Return the records below word for word.

┌──

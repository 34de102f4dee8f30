//! Trade instruction derivation
//!
//! Turns a solved allocation and an investment amount into per-asset
//! instructions. Pure and deterministic; execution is a separate capability.

use crate::error::OrchestrationError;
use crate::models::{Allocation, TradeAction, TradeInstruction};
use crate::Result;
use std::collections::BTreeMap;

/// Deltas smaller than half a cent are treated as no trade
const MIN_TRADE_NOTIONAL: f64 = 0.005;

pub fn derive_instructions(
    allocation: &Allocation,
    investment_amount: f64,
    holdings: &BTreeMap<String, f64>,
) -> Result<Vec<TradeInstruction>> {
    if !investment_amount.is_finite() || investment_amount < 0.0 {
        return Err(OrchestrationError::InvalidInput(format!(
            "investment amount must be non-negative, got {}",
            investment_amount
        )));
    }

    let mut instructions: Vec<TradeInstruction> = allocation
        .assets
        .iter()
        .map(|asset| {
            let target = asset.weight * investment_amount;
            let current = holdings.get(&asset.ticker).copied().unwrap_or(0.0);
            instruction_for(&asset.ticker, target - current)
        })
        .collect();

    // Positions outside the allocation are closed out.
    instructions.extend(
        holdings
            .iter()
            .filter(|(ticker, _)| !allocation.assets.iter().any(|a| &a.ticker == *ticker))
            .map(|(ticker, amount)| instruction_for(ticker, -amount)),
    );

    Ok(instructions)
}

fn instruction_for(ticker: &str, delta: f64) -> TradeInstruction {
    let (action, quantity) = if delta > MIN_TRADE_NOTIONAL {
        (TradeAction::Buy, round_cents(delta))
    } else if delta < -MIN_TRADE_NOTIONAL {
        (TradeAction::Sell, round_cents(-delta))
    } else {
        (TradeAction::Hold, 0.0)
    };

    TradeInstruction {
        ticker: ticker.to_string(),
        action,
        quantity,
    }
}

fn round_cents(value: f64) -> f64 {
    (value * 100.0).round() / 100.0
}
//! Report aggregation
//!
//! Pure assembly of stage outputs into the final report. Never computes;
//! a missing or malformed upstream output means the engine handed over an
//! incomplete run.

use crate::error::OrchestrationError;
use crate::models::{AdvisoryReport, Allocation, RiskMetrics, TradeInstruction};
use crate::pipeline::ReportLayout;
use crate::Result;
use serde::de::DeserializeOwned;
use serde_json::Value;
use std::collections::BTreeMap;

pub struct ReportAggregator;

impl ReportAggregator {
    pub fn assemble(layout: &ReportLayout, outputs: &BTreeMap<String, Value>) -> Result<AdvisoryReport> {
        Ok(AdvisoryReport {
            advice: text(outputs, &layout.advice, "advice")?,
            strategy: text(outputs, &layout.strategy, "strategy")?,
            allocation: typed::<Allocation>(outputs, &layout.allocation, "allocation")?,
            risk: typed::<RiskMetrics>(outputs, &layout.risk, "risk")?,
            trades: typed::<Vec<TradeInstruction>>(outputs, &layout.trades, "trades")?,
        })
    }
}

fn output<'a>(outputs: &'a BTreeMap<String, Value>, stage: &str, field: &str) -> Result<&'a Value> {
    match outputs.get(stage) {
        Some(Value::Null) | None => Err(OrchestrationError::IncompleteReport(format!(
            "{} missing: stage '{}' produced no output",
            field, stage
        ))),
        Some(value) => Ok(value),
    }
}

/// Accepts a bare string or an object carrying a `text` field
fn text(outputs: &BTreeMap<String, Value>, stage: &str, field: &str) -> Result<String> {
    let value = output(outputs, stage, field)?;
    value
        .as_str()
        .or_else(|| value.get("text").and_then(Value::as_str))
        .map(str::to_string)
        .ok_or_else(|| {
            OrchestrationError::IncompleteReport(format!(
                "{} from stage '{}' is not text",
                field, stage
            ))
        })
}

fn typed<T: DeserializeOwned>(outputs: &BTreeMap<String, Value>, stage: &str, field: &str) -> Result<T> {
    let value = output(outputs, stage, field)?;
    serde_json::from_value(value.clone()).map_err(|e| {
        OrchestrationError::IncompleteReport(format!(
            "{} from stage '{}' is malformed: {}",
            field, stage, e
        ))
    })
}

#[cfg(test)]
mod tests {
    use super::*;
    use serde_json::json;

    fn layout() -> ReportLayout {
        ReportLayout {
            advice: "advice".to_string(),
            strategy: "strategy".to_string(),
            allocation: "allocation".to_string(),
            risk: "risk".to_string(),
            trades: "trade_plan".to_string(),
        }
    }

    fn outputs() -> BTreeMap<String, Value> {
        [
            ("advice", json!("Stay diversified.")),
            ("strategy", json!({ "text": "Balanced core." })),
            (
                "allocation",
                json!({
                    "assets": [{"ticker": "AAPL", "weight": 1.0}],
                    "expected_return": 0.1,
                    "variance": 0.04,
                    "objective": 0.02,
                    "risk_aversion": 2.0,
                    "iterations": 3
                }),
            ),
            (
                "risk",
                json!({
                    "periods_per_year": 252.0,
                    "assets": [{"ticker": "AAPL", "annualized_volatility": 0.2, "observations": 250}]
                }),
            ),
            ("trade_plan", json!([{"ticker": "AAPL", "action": "BUY", "quantity": 100.0}])),
        ]
        .into_iter()
        .map(|(k, v)| (k.to_string(), v))
        .collect()
    }

    #[test]
    fn test_assembles_all_sections() {
        let report = ReportAggregator::assemble(&layout(), &outputs()).unwrap();
        assert_eq!(report.advice, "Stay diversified.");
        assert_eq!(report.strategy, "Balanced core.");
        assert_eq!(report.allocation.assets[0].ticker, "AAPL");
        assert_eq!(report.risk.assets.len(), 1);
        assert_eq!(report.trades.len(), 1);
    }

    #[test]
    fn test_missing_output_is_incomplete() {
        let mut outputs = outputs();
        outputs.remove("risk");

        match ReportAggregator::assemble(&layout(), &outputs) {
            Err(OrchestrationError::IncompleteReport(reason)) => assert!(reason.contains("risk")),
            other => panic!("unexpected: {:?}", other),
        }
    }

    #[test]
    fn test_malformed_output_is_incomplete() {
        let mut outputs = outputs();
        outputs.insert("allocation".to_string(), json!({ "weights": [1.0] }));

        assert!(matches!(
            ReportAggregator::assemble(&layout(), &outputs),
            Err(OrchestrationError::IncompleteReport(_))
        ));
    }
}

└──

=== RESULT OF THE TASK ===
repository 34de102f4dee8f30
//! Trade instruction derivation
//!
//! Turns a solved allocation and an investment amount into per-asset
//! instructions. Pure and deterministic; execution is a separate capability.

use crate::error::OrchestrationError;
use crate::models::{Allocation, TradeAction, TradeInstruction};
use crate::Result;
use std::collections::BTreeMap;

/// Deltas smaller than half a cent are treated as no trade
const MIN_TRADE_NOTIONAL: f64 = 0.005;

pub fn derive_instructions(
    allocation: &Allocation,
    investment_amount: f64,
    holdings: &BTreeMap<String, f64>,
) -> Result<Vec<TradeInstruction>> {
    if !investment_amount.is_finite() || investment_amount < 0.0 {
        return Err(OrchestrationError::InvalidInput(format!(
            "investment amount must be non-negative, got {}",
            investment_amount
        )));
    }

    let mut instructions: Vec<TradeInstruction> = allocation
        .assets
        .iter()
        .map(|asset| {
            let target = asset.weight * investment_amount;
            let current = holdings.get(&asset.ticker).copied().unwrap_or(0.0);
            instruction_for(&asset.ticker, target - current)
        })
        .collect();

    // Positions outside the allocation are closed out.
    instructions.extend(
        holdings
            .iter()
            .filter(|(ticker, _)| !allocation.assets.iter().any(|a| &a.ticker == *ticker))
            .map(|(ticker, amount)| instruction_for(ticker, -amount)),
    );

    Ok(instructions)
}

fn instruction_for(ticker: &str, delta: f64) -> TradeInstruction {
    let (action, quantity) = if delta > MIN_TRADE_NOTIONAL {
        (TradeAction::Buy, round_cents(delta))
    } else if delta < -MIN_TRADE_NOTIONAL {
        (TradeAction::Sell, round_cents(-delta))
    } else {
        (TradeAction::Hold, 0.0)
    };

    TradeInstruction {
        ticker: ticker.to_string(),
        action,
        quantity,
    }
}

fn round_cents(value: f64) -> f64 {
    (value * 100.0).round() / 100.0
}
//! Report aggregation
//!
//! Pure assembly of stage outputs into the final report. Never computes;
//! a missing or malformed upstream output means the engine handed over an
//! incomplete run.

use crate::error::OrchestrationError;
use crate::models::{AdvisoryReport, Allocation, RiskMetrics, TradeInstruction};
use crate::pipeline::ReportLayout;
use crate::Result;
use serde::de::DeserializeOwned;
use serde_json::Value;
use std::collections::BTreeMap;

pub struct ReportAggregator;

impl ReportAggregator {
    pub fn assemble(layout: &ReportLayout, outputs: &BTreeMap<String, Value>) -> Result<AdvisoryReport> {
        Ok(AdvisoryReport {
            advice: text(outputs, &layout.advice, "advice")?,
            strategy: text(outputs, &layout.strategy, "strategy")?,
            allocation: typed::<Allocation>(outputs, &layout.allocation, "allocation")?,
            risk: typed::<RiskMetrics>(outputs, &layout.risk, "risk")?,
            trades: typed::<Vec<TradeInstruction>>(outputs, &layout.trades, "trades")?,
        })
    }
}

fn output<'a>(outputs: &'a BTreeMap<String, Value>, stage: &str, field: &str) -> Result<&'a Value> {
    match outputs.get(stage) {
        Some(Value::Null) | None => Err(OrchestrationError::IncompleteReport(format!(
            "{} missing: stage '{}' produced no output",
            field, stage
        ))),
        Some(value) => Ok(value),
    }
}

/// Accepts a bare string or an object carrying a `text` field
fn text(outputs: &BTreeMap<String, Value>, stage: &str, field: &str) -> Result<String> {
    let value = output(outputs, stage, field)?;
    value
        .as_str()
        .or_else(|| value.get("text").and_then(Value::as_str))
        .map(str::to_string)
        .ok_or_else(|| {
            OrchestrationError::IncompleteReport(format!(
                "{} from stage '{}' is not text",
                field, stage
            ))
        })
}

fn typed<T: DeserializeOwned>(outputs: &BTreeMap<String, Value>, stage: &str, field: &str) -> Result<T> {
    let value = output(outputs, stage, field)?;
    serde_json::from_value(value.clone()).map_err(|e| {
        OrchestrationError::IncompleteReport(format!(
            "{} from stage '{}' is malformed: {}",
            field, stage, e
        ))
    })
}

#[cfg(test)]
mod tests {
    use super::*;
    use serde_json::json;

    fn layout() -> ReportLayout {
        ReportLayout {
            advice: "advice".to_string(),
            strategy: "strategy".to_string(),
            allocation: "allocation".to_string(),
            risk: "risk".to_string(),
            trades: "trade_plan".to_string(),
        }
    }

    fn outputs() -> BTreeMap<String, Value> {
        [
            ("advice", json!("Stay diversified.")),
            ("strategy", json!({ "text": "Balanced core." })),
            (
                "allocation",
                json!({
                    "assets": [{"ticker": "AAPL", "weight": 1.0}],
                    "expected_return": 0.1,
                    "variance": 0.04,
                    "objective": 0.02,
                    "risk_aversion": 2.0,
                    "iterations": 3
                }),
            ),
            (
                "risk",
                json!({
                    "periods_per_year": 252.0,
                    "assets": [{"ticker": "AAPL", "annualized_volatility": 0.2, "observations": 250}]
                }),
            ),
            ("trade_plan", json!([{"ticker": "AAPL", "action": "BUY", "quantity": 100.0}])),
        ]
        .into_iter()
        .map(|(k, v)| (k.to_string(), v))
        .collect()
    }

    #[test]
    fn test_assembles_all_sections() {
        let report = ReportAggregator::assemble(&layout(), &outputs()).unwrap();
        assert_eq!(report.advice, "Stay diversified.");
        assert_eq!(report.strategy, "Balanced core.");
        assert_eq!(report.allocation.assets[0].ticker, "AAPL");
        assert_eq!(report.risk.assets.len(), 1);
        assert_eq!(report.trades.len(), 1);
    }

    #[test]
    fn test_missing_output_is_incomplete() {
        let mut outputs = outputs();
        outputs.remove("risk");

        match ReportAggregator::assemble(&layout(), &outputs) {
            Err(OrchestrationError::IncompleteReport(reason)) => assert!(reason.contains("risk")),
            other => panic!("unexpected: {:?}", other),
        }
    }

    #[test]
    fn test_malformed_output_is_incomplete() {
        let mut outputs = outputs();
        outputs.insert("allocation".to_string(), json!({ "weights": [1.0] }));

        assert!(matches!(
            ReportAggregator::assemble(&layout(), &outputs),
            Err(OrchestrationError::IncompleteReport(_))
        ));
    }
}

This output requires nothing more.